Transformation of tetracycline in water during degradation by visible light driven Ag nanoparticles decorated α-NiMoO4 nanorods: Mechanism and pathways

Abstract The microwave hydrothermal and photo-reduction/deposition methods were employed to synthesize silver nanoparticles (Ag NPs) decorated α-Nickel molybdate (α-NiMoO 4 ) nanorods. TEM image clearly shows the decoration of Ag NPs on α-NiMoO 4 nanorods. The Ag NPs decorated α-NiMoO 4 revealed eight folds increase in photocatalytic degradation of tetracycline (TC) compared to the α-NiMoO 4 under visible light irradiation. The photocatalyst shows excellent stability even after 5th cycle of TC degradation as confirmed by XRD, XPS, and FESEM measurements. In addition, the photocatalyst shows anti-photo corrosion properties. TOC analysis and fluorescence spectroscopy analysis indicate the efficient degradation and mineralization of TC. The enhanced photocatalytic activities of photocatalyst could be attributed to increase in visible light absorption, SPR effect, and efficient separation of electron-hole pairs.
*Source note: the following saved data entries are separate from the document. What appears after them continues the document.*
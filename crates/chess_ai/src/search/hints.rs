//! Hint scan
//!
//! Scores the first few ordered moves one ply shallower than a full search
//! and keeps the best of them for the side to move.

use super::alphabeta::Searcher;
use super::ordering::order_moves;
use super::root::check_search_depth;
use crate::constants::SEARCH_INFINITY;
use crate::error::ChessAiResult;
use crate::rules::{ChessMove, RulesEngine};
use crate::types::{Hint, Side};
use tracing::{debug, error};

impl Searcher {
    /// Score the first `pool` ordered moves and return the best `count`
    ///
    /// Each child is searched at `depth - 1` with a full window. The result is
    /// sorted best-first for the side to move: descending for White,
    /// ascending for Black. Ties keep move-ordering order.
    ///
    /// `maximizing` for each child follows the child's own side to move, so
    /// a score is the value after the opponent's best reply rather than a
    /// scan in which the mover also picks the reply.
    pub fn scan_candidates<P: RulesEngine>(
        &mut self,
        position: &P,
        depth: u8,
        pool: usize,
        count: usize,
    ) -> ChessAiResult<Vec<Hint<P::Move>>> {
        check_search_depth(depth)?;

        let moves = order_moves(position, position.legal_moves());
        let mut scored = Vec::with_capacity(pool.min(moves.len()));

        for mv in moves.into_iter().take(pool) {
            let child = position.apply(&mv)?;
            // The replying side drives the child search, not the mover
            let maximizing = child.side_to_move() == Side::White;
            let score = self.minimax(
                &child,
                depth - 1,
                -SEARCH_INFINITY,
                SEARCH_INFINITY,
                maximizing,
            )?;
            scored.push(Hint { mv, score });
        }

        match position.side_to_move() {
            Side::White => scored.sort_by(|a, b| b.score.cmp(&a.score)),
            Side::Black => scored.sort_by(|a, b| a.score.cmp(&b.score)),
        }
        scored.truncate(count);
        Ok(scored)
    }
}

/// Best `count` of the first `pool` ordered moves, best first
///
/// Faults are logged and reported as an empty list.
pub fn top_candidates<P: RulesEngine>(
    position: &P,
    depth: u8,
    pool: usize,
    count: usize,
) -> Vec<Hint<P::Move>> {
    let mut searcher = Searcher::new();
    match searcher.scan_candidates(position, depth, pool, count) {
        Ok(hints) => {
            debug!(
                "[HINTS] {} candidates: {} | Nodes={}",
                hints.len(),
                hints
                    .iter()
                    .map(|hint| format!("{}={}", hint.mv.uci(), hint.score))
                    .collect::<Vec<_>>()
                    .join(", "),
                searcher.stats().nodes
            );
            hints
        }
        Err(err) => {
            error!("[HINTS] Hint scan aborted: {}", err);
            Vec::new()
        }
    }
}

#[cfg(test)]
mod tests {
    use super::*;
    use crate::constants::{DEFAULT_HINT_COUNT, DEFAULT_HINT_POOL, MATE_SCORE};
    use crate::rules::position_from_fen;
    use shakmaty::Chess;

    #[test]
    fn test_hint_count_is_capped() {
        //! At most `count` hints, drawn from legal moves
        let pos = Chess::default();
        let hints = top_candidates(&pos, 2, DEFAULT_HINT_POOL, DEFAULT_HINT_COUNT);
        assert_eq!(hints.len(), DEFAULT_HINT_COUNT);
        let legal = RulesEngine::legal_moves(&pos);
        assert!(hints.iter().all(|hint| legal.contains(&hint.mv)));
    }

    #[test]
    fn test_white_hints_sorted_descending() {
        let pos = position_from_fen("4k3/8/8/3q4/4P3/8/8/4K3 w - - 0 1").unwrap();
        let hints = top_candidates(&pos, 2, DEFAULT_HINT_POOL, DEFAULT_HINT_COUNT);
        assert!(hints.windows(2).all(|w| w[0].score >= w[1].score));
        assert_eq!(hints[0].mv.uci(), "e4d5");
    }

    #[test]
    fn test_black_hints_sorted_ascending() {
        //! Black's best hint is the one with the lowest White-relative score
        let pos = position_from_fen("8/8/8/8/8/1k6/7q/K7 b - - 0 1").unwrap();
        let hints = top_candidates(&pos, 2, 40, DEFAULT_HINT_COUNT);
        assert!(hints.windows(2).all(|w| w[0].score <= w[1].score));
        assert_eq!(hints[0].score, -MATE_SCORE);
    }

    #[test]
    fn test_hint_scores_assume_best_reply() {
        //! Each hint is scored with the replying side choosing its own best
        //! answer, so a pawn push next to the queen is not scored as a gift
        let pos = position_from_fen("4k3/8/8/3q4/4P3/8/8/4K3 w - - 0 1").unwrap();
        let hints = top_candidates(&pos, 2, 40, 40);
        assert!(!hints.is_empty());

        for hint in &hints {
            let child = pos.apply(&hint.mv).unwrap();
            let expected = Searcher::new()
                .minimax(&child, 1, -SEARCH_INFINITY, SEARCH_INFINITY, false)
                .unwrap();
            assert_eq!(hint.score, expected, "{}", hint.mv.uci());
        }
    }

    #[test]
    fn test_fewer_moves_than_requested() {
        //! A lone legal move yields a single hint
        let pos = position_from_fen("k7/8/8/8/8/8/5PPr/6RK w - - 0 1").unwrap();
        let hints = top_candidates(&pos, 2, DEFAULT_HINT_POOL, DEFAULT_HINT_COUNT);
        assert_eq!(hints.len(), 1);
    }

    #[test]
    fn test_game_over_yields_no_hints() {
        let mated =
            position_from_fen("rnb1kbnr/pppp1ppp/8/4p3/6Pq/5P2/PPPPP2P/RNBQKBNR w KQkq - 1 3")
                .unwrap();
        assert!(top_candidates(&mated, 2, DEFAULT_HINT_POOL, DEFAULT_HINT_COUNT).is_empty());
    }

    #[test]
    fn test_invalid_depth_yields_no_hints() {
        assert!(top_candidates(&Chess::default(), 0, 6, 3).is_empty());
    }
}
//! Core value types shared by the evaluator, the search and the coordinator

use serde::{Deserialize, Serialize};
use std::fmt;

/// Centipawn score, always from White's point of view
pub type Score = i32;

/// Side to move
#[derive(Debug, Clone, Copy, PartialEq, Eq, Hash, Serialize, Deserialize)]
pub enum Side {
    White,
    Black,
}

impl Side {
    /// The other side
    pub fn opponent(self) -> Side {
        match self {
            Side::White => Side::Black,
            Side::Black => Side::White,
        }
    }

    /// True for the side whose scores are maximised
    pub fn is_white(self) -> bool {
        self == Side::White
    }
}

/// Piece kinds, independent of colour
#[derive(Debug, Clone, Copy, PartialEq, Eq, Hash, Serialize, Deserialize)]
pub enum PieceKind {
    Pawn,
    Knight,
    Bishop,
    Rook,
    Queen,
    King,
}

impl PieceKind {
    /// All kinds in table order
    pub const ALL: [PieceKind; 6] = [
        PieceKind::Pawn,
        PieceKind::Knight,
        PieceKind::Bishop,
        PieceKind::Rook,
        PieceKind::Queen,
        PieceKind::King,
    ];

    /// Row of this kind in the per-kind lookup tables
    #[inline]
    pub fn index(self) -> usize {
        match self {
            PieceKind::Pawn => 0,
            PieceKind::Knight => 1,
            PieceKind::Bishop => 2,
            PieceKind::Rook => 3,
            PieceKind::Queen => 4,
            PieceKind::King => 5,
        }
    }
}

/// Board square
///
/// Linear index 0-63 with a1 = 0, h1 = 7, a8 = 56, h8 = 63. Construction is
/// checked, so every `Square` in circulation is on the board.
#[derive(Debug, Clone, Copy, PartialEq, Eq, Hash, PartialOrd, Ord, Serialize, Deserialize)]
pub struct Square(u8);

impl Square {
    /// Create a square from its linear index, `None` when off the board
    pub fn new(index: u8) -> Option<Square> {
        (index < 64).then_some(Square(index))
    }

    /// Square for an index already known to be on the board; wraps otherwise
    #[inline]
    pub(crate) fn from_index_masked(index: u8) -> Square {
        Square(index & 63)
    }

    /// Create a square from file (0 = a) and rank (0 = rank 1)
    pub fn from_coords(file: u8, rank: u8) -> Option<Square> {
        if file < 8 && rank < 8 {
            Some(Square(rank * 8 + file))
        } else {
            None
        }
    }

    #[inline]
    pub fn index(self) -> usize {
        usize::from(self.0)
    }

    pub fn file(self) -> u8 {
        self.0 % 8
    }

    pub fn rank(self) -> u8 {
        self.0 / 8
    }

    /// Reflect across the horizontal centre line (a1 <-> a8)
    #[inline]
    pub fn flip_vertical(self) -> Square {
        Square(self.0 ^ 56)
    }

    /// Iterate a1, b1, ... h8
    pub fn all() -> impl Iterator<Item = Square> {
        (0..64u8).map(Square)
    }
}

impl fmt::Display for Square {
    fn fmt(&self, f: &mut fmt::Formatter<'_>) -> fmt::Result {
        let file = char::from(b'a' + self.file());
        let rank = char::from(b'1' + self.rank());
        write!(f, "{file}{rank}")
    }
}

/// One scored candidate produced by the hint scan
#[derive(Debug, Clone, PartialEq)]
pub struct Hint<M> {
    pub mv: M,
    pub score: Score,
}

/// Counters collected during a single search invocation
#[derive(Debug, Clone, Copy, Default, PartialEq, Eq)]
pub struct SearchStats {
    /// Positions visited by `minimax`, root children included
    pub nodes: u64,
    /// Sibling scans abandoned because `beta <= alpha`
    pub cutoffs: u64,
    /// Leaf evaluations
    pub evaluations: u64,
}

/// The two kinds of background request the coordinator runs
#[derive(Debug, Clone, Copy, PartialEq, Eq, Hash)]
pub enum TaskKind {
    Search,
    Hints,
}

impl fmt::Display for TaskKind {
    fn fmt(&self, f: &mut fmt::Formatter<'_>) -> fmt::Result {
        match self {
            TaskKind::Search => f.write_str("search"),
            TaskKind::Hints => f.write_str("hints"),
        }
    }
}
The suppression of charge recombination confirmed by PL spectra, transient photocurrent response, EIS, and CV. ESR measurement and scavenger experiment suggest that OH plays a major role whereas O 2 − and h + show the minor role for TC degradation. In order to find out the transformation products in water and degradation pathways of TC, UPLC-PDA and HR-QTOF ESI/MS techniques were used. The five degradation pathways are designed for TC on the basis of demethylation, hydroxylation, dehydroxylation, oxidation, and deamination organic reactions. Moreover, the ESR measurement was used to prove the photocatalytic mechanism. So, this work could provide a fabrication of efficient photocatalyst for removal of pharmaceuticals pollutants from waste water as well as deeper insight into photocatalytic mechanism, transformation products, and degradation pathways of TC in water.